There are many ways to generate pseudo-random numbers that look
perfectly "random" but are actually the output of fully deterministic
processes. Trefethen gives an example of a chaotic system based on a
logistic equation.
But more interesting (to me) and more original may be the other way
around: how to get certainty from randomness. There are ordinary
differential equations that can take random noise as input, and whose
solution is very stable, oscillating between two possible
values. Given a function $f$ approximating random white noise, the
solution to the ODE
\[ y' = y - y^3 + Cf(t) \]
is "bistable" and remains always around -1 and 1. The parameter $C$
allows to control the half-life of the transitions.
To explore this behaviour, I replicated Trefethen's experiments in
Python with the [[https://docs.kidger.site/diffrax/][Diffrax]] library (a differential equations solver based
on [[https://jax.readthedocs.io/][JAX]]).
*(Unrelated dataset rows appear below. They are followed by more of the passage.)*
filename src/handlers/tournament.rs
use actix_web::{web, HttpResponse, Responder};

use super::Result;
use crate::data::{self, Ruleset, Tournament, TournamentId};
use crate::AppState;

#[derive(Debug, Deserialize)]
pub struct TournamentForm {
    pub name: String,
}

pub async fn list(
    path: web::Path<Ruleset>,
    state: web::Data<AppState>,
) -> Result<impl Responder> {
    let db = state.db.lock().unwrap();
    Ok(web::Json(data::tournament::list(&db, *path)?))
}

pub async fn create(
    path: web::Path<Ruleset>,
    form: web::Json<TournamentForm>,
    state: web::Data<AppState>,
) -> Result<impl Responder> {
    let db = state.db.lock().unwrap();
    let id = data::tournament::add(&db, *path, &form.name)?;
    Ok(HttpResponse::Created().json(Tournament {
        id,
        name: form.name.clone(),
    }))
}

pub async fn update(
    path: web::Path<(Ruleset, TournamentId)>,
    form: web::Json<TournamentForm>,
    state: web::Data<AppState>,
) -> Result<impl Responder> {
    let (ruleset, id) = path.into_inner();
    let db = state.db.lock().unwrap();
    data::tournament::modify(&db, ruleset, id, &form.name)?;
    Ok(HttpResponse::NoContent().finish())
}

pub async fn delete(
    path: web::Path<(Ruleset, TournamentId)>,
    state: web::Data<AppState>,
) -> Result<impl Responder> {
    let (ruleset, id) = path.into_inner();
    let db = state.db.lock().unwrap();
    data::tournament::delete(&db, ruleset, id)?;
    Ok(HttpResponse::NoContent().finish())
}
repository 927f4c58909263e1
use rusqlite::{params, Connection, Row};

use super::{is_constraint_violation, DataError, Result, Ruleset};

pub type PlayerId = i64;

#[derive(Debug, Clone, PartialEq, Eq, Serialize)]
pub struct Player {
    pub id: PlayerId,
    pub name: String,
    pub display_name: String,
}

impl Player {
    pub fn from_row(row: &Row) -> rusqlite::Result<Self> {
        Ok(Player {
            id: row.get("id")?,
            name: row.get("name")?,
            display_name: row.get("display_name")?,
        })
    }
}

/// All registered players, whether or not they have recorded games.
pub fn list_all(db: &Connection) -> Result<Vec<Player>> {
    let players = db
        .prepare("SELECT id, name, display_name FROM player ORDER BY id")?
        .query_map([], Player::from_row)?
        .collect::<rusqlite::Result<Vec<_>>>()?;
    Ok(players)
}

/// Players with at least one recorded score under the given ruleset.
pub fn list_active(db: &Connection, ruleset: Ruleset) -> Result<Vec<Player>> {
    let players = db
        .prepare(&format!(
            "
            SELECT DISTINCT p.id, p.name, p.display_name
            FROM player AS p
            JOIN {score} AS s ON s.player_id = p.id
            ORDER BY p.id
            ",
            score = ruleset.score_table(),
        ))?
        .query_map([], Player::from_row)?
        .collect::<rusqlite::Result<Vec<_>>>()?;
    Ok(players)
}

pub fn add_player(db: &Connection, name: &str, display_name: &str) -> Result<PlayerId> {
    if name.trim().is_empty() || display_name.trim().is_empty() {
        return Err(DataError::EmptyName);
    }
    db.execute(
        "INSERT INTO player (name, display_name) VALUES (?, ?)",
        params![name, display_name],
    )
    .map_err(|e| DataError::on_insert(e, name))?;
    Ok(db.last_insert_rowid())
}

pub fn modify_player(
    db: &Connection,
    id: PlayerId,
    name: &str,
    display_name: &str,
) -> Result<()> {
    if name.trim().is_empty() || display_name.trim().is_empty() {
        return Err(DataError::EmptyName);
    }
    let updated = db
        .execute(
            "UPDATE player SET name = ?, display_name = ? WHERE id = ?",
            params![name, display_name, id],
        )
        .map_err(|e| DataError::on_insert(e, name))?;
    if updated == 1 {
        Ok(())
    } else {
        Err(DataError::NotFound("player"))
    }
}

/// Fails with `InUse` while any score row still references the player.
pub fn delete_player(db: &Connection, id: PlayerId) -> Result<()> {
    let deleted = db
        .execute("DELETE FROM player WHERE id = ?", params![id])
        .map_err(|e| {
            if is_constraint_violation(&e) {
                DataError::InUse("player")
            } else {
                DataError::Sqlite(e)
            }
        })?;
    if deleted == 1 {
        Ok(())
    } else {
        Err(DataError::NotFound("player"))
    }
}

#[cfg(test)]
mod tests {
    use super::*;
    use crate::data::schema::test_conn;

    #[test]
    fn add_and_list_players() {
        let conn = test_conn();
        let anna = add_player(&conn, "Anna Martin", "Anna").unwrap();
        let brieuc = add_player(&conn, "Brieuc Le Gall", "Brieuc").unwrap();
        assert_ne!(anna, brieuc);

        let players = list_all(&conn).unwrap();
        assert_eq!(players.len(), 2);
        assert_eq!(players[0].name, "Anna Martin");
        assert_eq!(players[1].display_name, "Brieuc");
    }

    #[test]
    fn duplicate_name_is_rejected() {
        let conn = test_conn();
        add_player(&conn, "Anna Martin", "Anna").unwrap();
        match add_player(&conn, "Anna Martin", "Anna M.") {
            Err(DataError::NameTaken(name)) => assert_eq!(name, "Anna Martin"),
            other => panic!("expected NameTaken, got {:?}", other),
        }
    }

    #[test]
    fn empty_name_is_rejected() {
        let conn = test_conn();
        assert!(matches!(
            add_player(&conn, "  ", "Anna"),
            Err(DataError::EmptyName)
        ));
        assert!(matches!(
            add_player(&conn, "Anna Martin", ""),
            Err(DataError::EmptyName)
        ));
    }

    #[test]
    fn modify_updates_both_names() {
        let conn = test_conn();
        let id = add_player(&conn, "Anna Martin", "Anna").unwrap();
        modify_player(&conn, id, "Anna Martin-Kerber", "AMK").unwrap();

        let players = list_all(&conn).unwrap();
        assert_eq!(players[0].name, "Anna Martin-Kerber");
        assert_eq!(players[0].display_name, "AMK");
    }

    #[test]
    fn modify_unknown_player_is_not_found() {
        let conn = test_conn();
        assert!(matches!(
            modify_player(&conn, 42, "Nobody", "nb"),
            Err(DataError::NotFound("player"))
        ));
    }

    #[test]
    fn delete_unreferenced_player() {
        let conn = test_conn();
        let id = add_player(&conn, "Anna Martin", "Anna").unwrap();
        delete_player(&conn, id).unwrap();
        assert!(list_all(&conn).unwrap().is_empty());
        assert!(matches!(
            delete_player(&conn, id),
            Err(DataError::NotFound("player"))
        ));
    }

    #[test]
    fn no_active_players_without_scores() {
        let conn = test_conn();
        add_player(&conn, "Anna Martin", "Anna").unwrap();
        assert!(list_active(&conn, Ruleset::Rcr).unwrap().is_empty());
        assert!(list_active(&conn, Ruleset::Mcr).unwrap().is_empty());
    }
}
use ash::vk;
use std::sync::Arc;

use crate::commands::upload_heap::{GfxLinearAllocator, GfxStagingAllocation, GfxUploadHeap};
use crate::headless::device::HeadlessDevice;
use crate::resources::handles::GfxResourceHandle;

struct RecordedCopy {
    dst: GfxResourceHandle,
    dst_layout: vk::ImageLayout,
    region: vk::BufferImageCopy,
}

/// 线性分配的 staging heap，拷贝在 flush 时才真正执行
pub struct HeadlessUploadHeap {
    device: Arc<HeadlessDevice>,
    memory: Vec<u8>,
    allocator: GfxLinearAllocator,
    recorded: Vec<RecordedCopy>,
}
// new & init
impl HeadlessUploadHeap {
    pub fn new(device: Arc<HeadlessDevice>, capacity: u64) -> Self {
        Self {
            device,
            memory: vec![0; capacity as usize],
            allocator: GfxLinearAllocator::new(capacity),
            recorded: Vec::new(),
        }
    }
}
impl GfxUploadHeap for HeadlessUploadHeap {
    fn capacity(&self) -> u64 {
        self.allocator.capacity()
    }

    fn used(&self) -> u64 {
        self.allocator.used()
    }

    fn suballocate(&mut self, size: u64, alignment: u64) -> Option<GfxStagingAllocation> {
        self.allocator.suballocate(size, alignment)
    }

    fn mapped_mut(&mut self, allocation: &GfxStagingAllocation) -> &mut [u8] {
        let begin = allocation.offset as usize;
        &mut self.memory[begin..begin + allocation.size as usize]
    }

    fn cmd_copy_buffer_to_image(&mut self, dst: GfxResourceHandle, dst_layout: vk::ImageLayout, region: vk::BufferImageCopy) {
        self.recorded.push(RecordedCopy { dst, dst_layout, region });
    }

    fn upload_to_gpu_and_wait(&mut self) -> anyhow::Result<()> {
        let _span = tracy_client::span!("HeadlessUploadHeap::upload_to_gpu_and_wait");

        let recorded = std::mem::take(&mut self.recorded);
        let copy_count = recorded.len();
        // 无论成功与否，这次提交的 staging 内存都可以回收了
        let result = if self.device.submissions_failing() {
            Err(anyhow::anyhow!("queue submit failed: device lost"))
        } else {
            recorded
                .iter()
                .try_for_each(|copy| self.device.execute_copy(&self.memory, copy.dst, copy.dst_layout, &copy.region))
        };
        self.allocator.reset();
        self.device.record_submission();

        log::debug!("HeadlessUploadHeap: flushed {} copies", copy_count);
        result
    }
}

#[cfg(test)]
mod tests {
    use super::*;
    use crate::foundation::device::GfxDevice;
    use crate::resources::image::{GfxMemoryLocation, GfxTextureCreateInfo, GfxTextureDesc};

    #[test]
    fn test_copy_honours_row_pitch() {
        let device = Arc::new(HeadlessDevice::new());
        let mut heap = HeadlessUploadHeap::new(device.clone(), 64 * 1024);

        let desc = GfxTextureDesc::new_2d(3, 2, vk::Format::R8G8B8A8_UNORM, vk::ImageUsageFlags::TRANSFER_DST);
        let texture = device
            .create_texture(&GfxTextureCreateInfo {
                desc,
                initial_layout: vk::ImageLayout::TRANSFER_DST_OPTIMAL,
                clear_value: None,
                memory: GfxMemoryLocation::GpuOnly,
                name: "pitch".to_string(),
            })
            .unwrap();

        let footprints = device.copy_footprints(&desc).unwrap();
        let footprint = footprints.subresources[0];
        assert_eq!(footprint.row_pitch, 256);

        let allocation = heap.suballocate(footprints.total_size, 512).unwrap();
        let pixels: Vec<u8> = (0..24).collect();
        {
            let mapped = heap.mapped_mut(&allocation);
            for row in 0..2 {
                let dst = row * footprint.row_pitch as usize;
                mapped[dst..dst + 12].copy_from_slice(&pixels[row * 12..row * 12 + 12]);
            }
        }
        heap.cmd_copy_buffer_to_image(
            texture.resource(),
            vk::ImageLayout::TRANSFER_DST_OPTIMAL,
            footprint.buffer_image_copy(allocation.offset, vk::ImageAspectFlags::COLOR),
        );
        heap.upload_to_gpu_and_wait().unwrap();

        assert_eq!(device.read_subresource(texture.resource(), 0, 0).unwrap(), pixels);
        assert_eq!(device.copy_count(), 1);
        assert_eq!(device.submission_count(), 1);
        assert_eq!(heap.used(), 0);
    }

    #[test]
    fn test_copy_rejected_outside_transfer_layout() {
        let device = Arc::new(HeadlessDevice::new());
        let mut heap = HeadlessUploadHeap::new(device.clone(), 64 * 1024);

        let desc = GfxTextureDesc::new_2d(2, 2, vk::Format::R8G8B8A8_UNORM, vk::ImageUsageFlags::SAMPLED);
        let texture = device
            .create_texture(&GfxTextureCreateInfo {
                desc,
                initial_layout: vk::ImageLayout::SHADER_READ_ONLY_OPTIMAL,
                clear_value: None,
                memory: GfxMemoryLocation::GpuOnly,
                name: "wrong-layout".to_string(),
            })
            .unwrap();
        let footprints = device.copy_footprints(&desc).unwrap();
        let allocation = heap.suballocate(footprints.total_size, 512).unwrap();
        heap.cmd_copy_buffer_to_image(
            texture.resource(),
            vk::ImageLayout::TRANSFER_DST_OPTIMAL,
            footprints.subresources[0].buffer_image_copy(allocation.offset, vk::ImageAspectFlags::COLOR),
        );

        assert!(heap.upload_to_gpu_and_wait().is_err());
        assert_eq!(device.copy_count(), 0);
        assert_eq!(heap.used(), 0);
    }
}
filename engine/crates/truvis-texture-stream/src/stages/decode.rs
//! 读取阶段 (disk worker)
//!
//! 文件路径: 解码 -> 回写尺寸/格式/mip 数量 -> 像素放入 transient store
//! raw buffer: 校验数量和大小后直接接管引用，不做拷贝

use ash::vk;
use std::sync::Arc;
use truvis_gfx::resources::image::{GfxTextureDesc, VulkanFormatUtils};

use crate::decoder::DecodedImage;
use crate::error::StreamError;
use crate::handle::TextureId;
use crate::request::{TextureCreationRequest, TextureSource};
use crate::service::{StreamingShared, advance_and_dispatch};
use crate::transient::{MipImage, PixelBuffer, TransientData};

const CUBE_FACES: u32 = 6;

pub(crate) fn run(shared: &Arc<StreamingShared>, id: TextureId) {
    let _span = tracy_client::span!("decode_stage");

    let Some(request) = shared.metadata.request(id) else {
        shared.fail_task(id, StreamError::UnknownTexture(id));
        return;
    };

    let result = match &request.source {
        TextureSource::File(path) => {
            log::debug!("decode {} from {:?}", id, path);
            shared
                .decoder
                .decode(path)
                .map_err(|e| StreamError::DecodeFailure(format!("{:?}: {:#}", path, e)))
                .and_then(|decoded| adopt_decoded(decoded, &request))
        }
        TextureSource::Raw(buffers) => adopt_raw(buffers, &request),
        TextureSource::None => Err(StreamError::DecodeFailure(format!("{} has no source data", request.name))),
    };

    match result {
        Ok((data, desc)) => {
            shared.metadata.update_request(id, |request| request.desc = desc);
            shared.transient.insert(id, data);
            shared.stats.record_decode();
            log::debug!(
                "decoded {} ({}): {}x{} {:?}, {} layers, {} mips",
                id,
                request.name,
                desc.width(),
                desc.height(),
                desc.format,
                desc.array_layers,
                desc.mip_levels
            );
            advance_and_dispatch(shared, id);
        }
        Err(e) => shared.fail_task(id, e),
    }
}

/// 解码结果转换为 transient data，返回修正后的 desc
///
/// cubemap 文件是 6 个正方形面竖直排列的长条 (`height == 6 * width`)
pub(crate) fn adopt_decoded(
    decoded: DecodedImage,
    request: &TextureCreationRequest,
) -> Result<(TransientData, GfxTextureDesc), StreamError> {
    let format = if decoded.is_hdr {
        vk::Format::R32G32B32A32_SFLOAT
    } else {
        vk::Format::R8G8B8A8_UNORM
    };
    let texel_size = VulkanFormatUtils::pixel_size_in_bytes(format).unwrap_or(4) as usize;

    let (width, height) = (decoded.width, decoded.height);
    if width == 0 || height == 0 {
        return Err(StreamError::DecodeFailure(format!("{}: empty image", request.name)));
    }
    let expected = width as usize * height as usize * texel_size;
    if decoded.pixels.byte_len() != expected {
        return Err(StreamError::DecodeFailure(format!(
            "{}: decoder returned {} bytes, expected {}",
            request.name,
            decoded.pixels.byte_len(),
            expected
        )));
    }

    let (face_height, layers) = if request.is_cubemap {
        if height != width * CUBE_FACES {
            return Err(StreamError::DecodeFailure(format!(
                "{}: cubemap strip must be {}x{}, got {}x{}",
                request.name,
                width,
                width * CUBE_FACES,
                width,
                height
            )));
        }
        (width, CUBE_FACES)
    } else {
        (height, 1)
    };

    let slices = split_layers(decoded.pixels, layers as usize)
        .into_iter()
        .map(|pixels| {
            vec![MipImage {
                width,
                height: face_height,
                pixels,
            }]
        })
        .collect();

    let mut desc = request.desc;
    desc.extent = vk::Extent3D {
        width,
        height: face_height,
        depth: 1,
    };
    desc.format = format;
    desc.array_layers = layers;
    desc.mip_levels = if request.generate_mips {
        GfxTextureDesc::full_mip_count(width, face_height)
    } else {
        1
    };
    if request.is_cubemap {
        desc.flags |= vk::ImageCreateFlags::CUBE_COMPATIBLE;
    }

    Ok((TransientData { slices }, desc))
}

/// 接管调用方提供的 buffer
///
/// 数量为 `layers` 时只有 base level；数量为 `layers * mip_levels` 时是完整的 mip chain
pub(crate) fn adopt_raw(
    buffers: &[Arc<[u8]>],
    request: &TextureCreationRequest,
) -> Result<(TransientData, GfxTextureDesc), StreamError> {
    let fail = |message: String| StreamError::DecodeFailure(format!("{}: {}", request.name, message));

    if buffers.is_empty() {
        return Err(fail("no raw buffers".to_string()));
    }

    let mut desc = request.desc;
    let texel_size = VulkanFormatUtils::pixel_size_in_bytes(desc.format)
        .ok_or_else(|| fail(format!("unsupported raw format {:?}", desc.format)))? as usize;
    if desc.width() == 0 || desc.height() == 0 {
        return Err(fail("zero sized texture".to_string()));
    }
    desc.array_layers = desc.array_layers.max(1);
    desc.mip_levels = desc.mip_levels.max(1);
    if request.is_cubemap {
        if desc.array_layers % CUBE_FACES != 0 {
            return Err(fail(format!("cubemap needs a multiple of 6 layers, got {}", desc.array_layers)));
        }
        desc.flags |= vk::ImageCreateFlags::CUBE_COMPATIBLE;
    }

    let layers = desc.array_layers as usize;
    let supplied_mips = if buffers.len() == layers {
        desc.mip_levels = if request.generate_mips {
            GfxTextureDesc::full_mip_count(desc.width(), desc.height())
        } else {
            1
        };
        1
    } else if buffers.len() == layers * desc.mip_levels as usize {
        desc.mip_levels as usize
    } else {
        return Err(fail(format!(
            "got {} buffers for {} layers x {} mips",
            buffers.len(),
            layers,
            desc.mip_levels
        )));
    };

    let mut slices = Vec::with_capacity(layers);
    for (layer, chain) in buffers.chunks(supplied_mips).enumerate() {
        let mut mips = Vec::with_capacity(supplied_mips);
        for (mip, buffer) in chain.iter().enumerate() {
            let (width, height) = desc.mip_extent(mip as u32);
            let required = width as usize * height as usize * texel_size;
            if buffer.len() < required {
                return Err(fail(format!(
                    "layer {} mip {} holds {} bytes, needs {}",
                    layer,
                    mip,
                    buffer.len(),
                    required
                )));
            }
            mips.push(MipImage {
                width,
                height,
                pixels: PixelBuffer::Raw(buffer.clone()),
            });
        }
        slices.push(mips);
    }

    Ok((TransientData { slices }, desc))
}

/// 把紧密排列的像素按行等分为 `layers` 份
fn split_layers(pixels: PixelBuffer, layers: usize) -> Vec<PixelBuffer> {
    if layers == 1 {
        return vec![pixels];
    }
    match pixels {
        PixelBuffer::Unorm8(bytes) => {
            let face = bytes.len() / layers;
            bytes.chunks_exact(face).map(|chunk| PixelBuffer::Unorm8(chunk.to_vec())).collect()
        }
        PixelBuffer::Float32(floats) => {
            let face = floats.len() / layers;
            floats.chunks_exact(face).map(|chunk| PixelBuffer::Float32(chunk.to_vec())).collect()
        }
        PixelBuffer::Raw(bytes) => {
            let face = bytes.len() / layers;
            bytes.chunks_exact(face).map(|chunk| PixelBuffer::Raw(Arc::from(chunk))).collect()
        }
    }
}
use std::io::Write;

/// 以 Info 为默认等级初始化日志
///
/// `RUST_LOG` 存在时以环境变量为准
pub fn init_log() {
    init_log_with_level(log::LevelFilter::Info);
}

/// 初始化 Truvis 风格的 logger
///
/// 可以重复调用：logger 已经安装时直接返回，方便测试和多个入口共用
pub fn init_log_with_level(level: log::LevelFilter) {
    let result = env_logger::Builder::new()
        .format(|buf, record| {
            let level_style = level_style(buf, record.level());
            let grey_style = anstyle::Style::new().fg_color(Some(anstyle::Color::Rgb(anstyle::RgbColor(110, 110, 110))));
            let thread_style = anstyle::Style::new().fg_color(Some(anstyle::Color::Rgb(anstyle::RgbColor(90, 120, 160))));

            let line = record.line().unwrap_or(!0);
            // windows 和 unix 的分隔符都要处理
            let file = record.file().unwrap_or("").rsplit(['\\', '/']).next().unwrap_or("");
            let time = chrono::Local::now().format("%H:%M:%S%.3f");
            let level = record.level();
            let thread = std::thread::current();
            let thread_name = thread.name().unwrap_or("unnamed");

            writeln!(
                buf,
                "{level_style}[{time}] {level:<5}{level_style:#} {thread_style}<{thread_name}>{thread_style:#} \
                 {grey_style}[{file}:{line}]{grey_style:#} {}",
                record.args()
            )
        })
        .filter(None, level)
        .parse_default_env()
        .try_init();

    if result.is_err() {
        log::debug!("logger already initialized, skip");
    }
}

fn level_style(buf: &env_logger::fmt::Formatter, level: log::Level) -> anstyle::Style {
    let color = match level {
        log::Level::Info => anstyle::AnsiColor::Green,
        log::Level::Warn => anstyle::AnsiColor::Yellow,
        log::Level::Error => anstyle::AnsiColor::Red,
        _ => return buf.default_level_style(level),
    };
    buf.default_level_style(level).fg_color(Some(anstyle::Color::Ansi(color)))
}
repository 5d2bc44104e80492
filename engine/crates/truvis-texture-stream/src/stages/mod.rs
//! 流水线的各个阶段，每个阶段完成后通过 [`crate::service::advance_and_dispatch`] 推进到下一阶段

pub(crate) mod allocate;
pub(crate) mod decode;
pub(crate) mod mip_gen;
pub(crate) mod upload;
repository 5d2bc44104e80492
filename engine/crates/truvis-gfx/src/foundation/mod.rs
pub mod device;
pub mod upload_heap;
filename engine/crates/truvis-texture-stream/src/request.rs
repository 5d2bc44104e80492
use ash::vk;
use std::path::PathBuf;
use std::sync::Arc;
use truvis_gfx::resources::image::GfxTextureDesc;

use crate::handle::TaskRoute;

/// 纹理的数据来源，文件路径与 raw buffer 互斥
#[derive(Debug, Clone, Default)]
pub enum TextureSource {
    /// 没有初始内容，例如 render target / depth target
    #[default]
    None,
    /// 从磁盘读取并解码
    File(PathBuf),
    /// 调用方提供的、已经是 `desc.format` 布局的像素
    ///
    /// 数量为 `array_layers` 时每个 buffer 是一层的 mip 0；
    /// 数量为 `array_layers * mip_levels` 时按 `layer * mip_levels + mip` 给出完整 mip chain。
    Raw(Vec<Arc<[u8]>>),
}
impl TextureSource {
    #[inline]
    pub fn has_data(&self) -> bool {
        !matches!(self, TextureSource::None)
    }

    pub fn file_path(&self) -> Option<&PathBuf> {
        match self {
            TextureSource::File(path) => Some(path),
            _ => None,
        }
    }
}

/// 创建纹理的请求
#[derive(Debug, Clone)]
pub struct TextureCreationRequest {
    pub name: String,
    pub source: TextureSource,
    /// 文件来源时，尺寸/格式/mip 数量由解码阶段回写
    pub desc: GfxTextureDesc,
    /// 上传完成后 (或者无数据时创建时) 资源所处的 layout
    pub desired_layout: vk::ImageLayout,
    pub generate_mips: bool,
    pub is_cubemap: bool,
    pub is_cpu_readback: bool,
}
// new & init
impl TextureCreationRequest {
    pub fn from_file(name: impl Into<String>, path: impl Into<PathBuf>) -> Self {
        Self {
            name: name.into(),
            source: TextureSource::File(path.into()),
            desc: GfxTextureDesc::default(),
            desired_layout: vk::ImageLayout::SHADER_READ_ONLY_OPTIMAL,
            generate_mips: false,
            is_cubemap: false,
            is_cpu_readback: false,
        }
    }

    pub fn from_raw(name: impl Into<String>, desc: GfxTextureDesc, buffers: Vec<Arc<[u8]>>) -> Self {
        Self {
            name: name.into(),
            source: TextureSource::Raw(buffers),
            desc,
            desired_layout: vk::ImageLayout::SHADER_READ_ONLY_OPTIMAL,
            generate_mips: false,
            is_cubemap: false,
            is_cpu_readback: false,
        }
    }

    /// 没有初始数据的资源，直接以 `desired_layout` 创建
    pub fn uninitialized(name: impl Into<String>, desc: GfxTextureDesc, desired_layout: vk::ImageLayout) -> Self {
        Self {
            name: name.into(),
            source: TextureSource::None,
            desc,
            desired_layout,
            generate_mips: false,
            is_cubemap: false,
            is_cpu_readback: false,
        }
    }
}
// builder
impl TextureCreationRequest {
    #[inline]
    pub fn with_mips(mut self, generate_mips: bool) -> Self {
        self.generate_mips = generate_mips;
        self
    }

    #[inline]
    pub fn cubemap(mut self) -> Self {
        self.is_cubemap = true;
        self
    }

    #[inline]
    pub fn cpu_readback(mut self) -> Self {
        self.is_cpu_readback = true;
        self
    }

    #[inline]
    pub fn with_desired_layout(mut self, layout: vk::ImageLayout) -> Self {
        self.desired_layout = layout;
        self
    }
}
// getters
impl TextureCreationRequest {
    #[inline]
    pub fn route(&self) -> TaskRoute {
        TaskRoute {
            has_source: self.source.has_data(),
            generate_mips: self.generate_mips,
        }
    }
}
The full code is [[https://gist.github.com/dlozeve/4924e71097e1d86933e8d5528cd2f6b4][in this Gist]].
It suffices to define a simple function for the vector field and to
give it to a solver:
#+begin_src python
def f(t, y, args):
return y - y**3 + 0.4 * args[t.astype(int)]
#+end_src
where ~args~ will be the input, as a simple array of
normally-distributed random values. $C$ is hardcoded as 0.4 as in the
article, but could be passed through ~args~ as well (it can be a
dictionary).
[[../images/randomness_uncertainty.png]]